A car-friendly adaptation of the classic Montreal duplex, common in many early post-war inner suburbs. These examples are on Rue Ducas in Lasalle.
Photo du jour : Suburban duplexes
By Devin Alfaro
Read more articles by Devin Alfaro
6 comments
Two-thirds of LaSalle is early 60’s duplexes like that. It’s like the city all sprang up out of nowhere in the matter of a few years.
Mr. Marc is right!
Much of LaSalle DID rise out of the mud in the Sixties. As did the West end of NDG did in the Fifties.
I was there when Shevchenko was a quagmire on the old DOminic Exchange, the steel entrance gates in their ornate concrete towers guarded the entrance to the Aqueduct on LaSalle Blvd.
The Harveys burger place had just opened at Airlie and 76th., the best burgers in town.
We’d drive down Rue de Perce, a NEW narrow street! A ‘lane’, with sidewalks, AND a name.
Back in the Fifties, Rue Newman behind LaSalle Coke ( Parc Ignace Bourget ) from Jolicoeur to Dollard was four-wheel-drive when it rained.
The LaSalle Loop Line traversed a wilderness.
The Stelco Works between the Lachine Canal and Jacques Hertel had a ‘Canadian’ locomotive to switch the freight cars, it from the Canadian Locomotive Company, Kingston, Ontario.
The Duranceaus made a fortune from concrete.
Then you could travel by rail from La Salle at the Lachine Canal by the big CPR swing bridge at Dominion Bridge along the canal bank and St. Patrick past Northern Electric at Shearer and the Island Street Yard where Dial Tone was shipped by the box car full in crates to distant subscribers, across the Swing Bridge at Wellington and Bridge, along the Harbour on the NHB to the CPR at Hochelaga and East from Moreau St. on the CNR past MLW at Dickson and past the quarries and refineries to Point Aux Trembles, and thence back West to Ville St.
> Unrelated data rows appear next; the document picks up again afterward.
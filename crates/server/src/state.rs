use crate::config::ServerConfig;
use crate::error::ServerResult;
use std::sync::Arc;
use store::NoteStore;

/// Shared application state
#[derive(Clone)]
pub struct ServerState {
    /// Server configuration
    pub config: Arc<ServerConfig>,

    /// Note store (shared across requests)
    pub store: NoteStore,
}

impl ServerState {
    /// Open the configured storage backend.
    pub fn new(config: ServerConfig) -> ServerResult<Self> {
        let store = NoteStore::open(&config.storage.backend_config())?;
        Ok(Self::with_store(config, store))
    }

    /// Use an already opened store.
    pub fn with_store(config: ServerConfig, store: NoteStore) -> Self {
        Self {
            config: Arc::new(config),
            store,
        }
    }
}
Pierre. Another Loop Line.
A time of post-War expansion and prosperity and aspiration.
Seeing that immature sign in the Metro kiosk is depressing.
No wonder so many left, taking income money, and so many jobs with them.
Madness still prevails.
Thank You.
One drawback of this design was vulnerability to flooding from the street. There is a row of similar houses on Northview in Montreal West, and I believe they had a recurring problems with rain and melted snow. Has this been true in other areas?
That could be a street in CSL between Westminster and Caldwell.
As a resident of CSL, I could say that there are indeed duplexes in CSL between Westminster and Caldwell, but they’re not so attached rowhouse-style like that – they’re more prosperous-looking.
That could be a street in Anjou, Brossard, Laval, St Leonard, Montreal Nord, Saint Laurent, Longueuil and many more.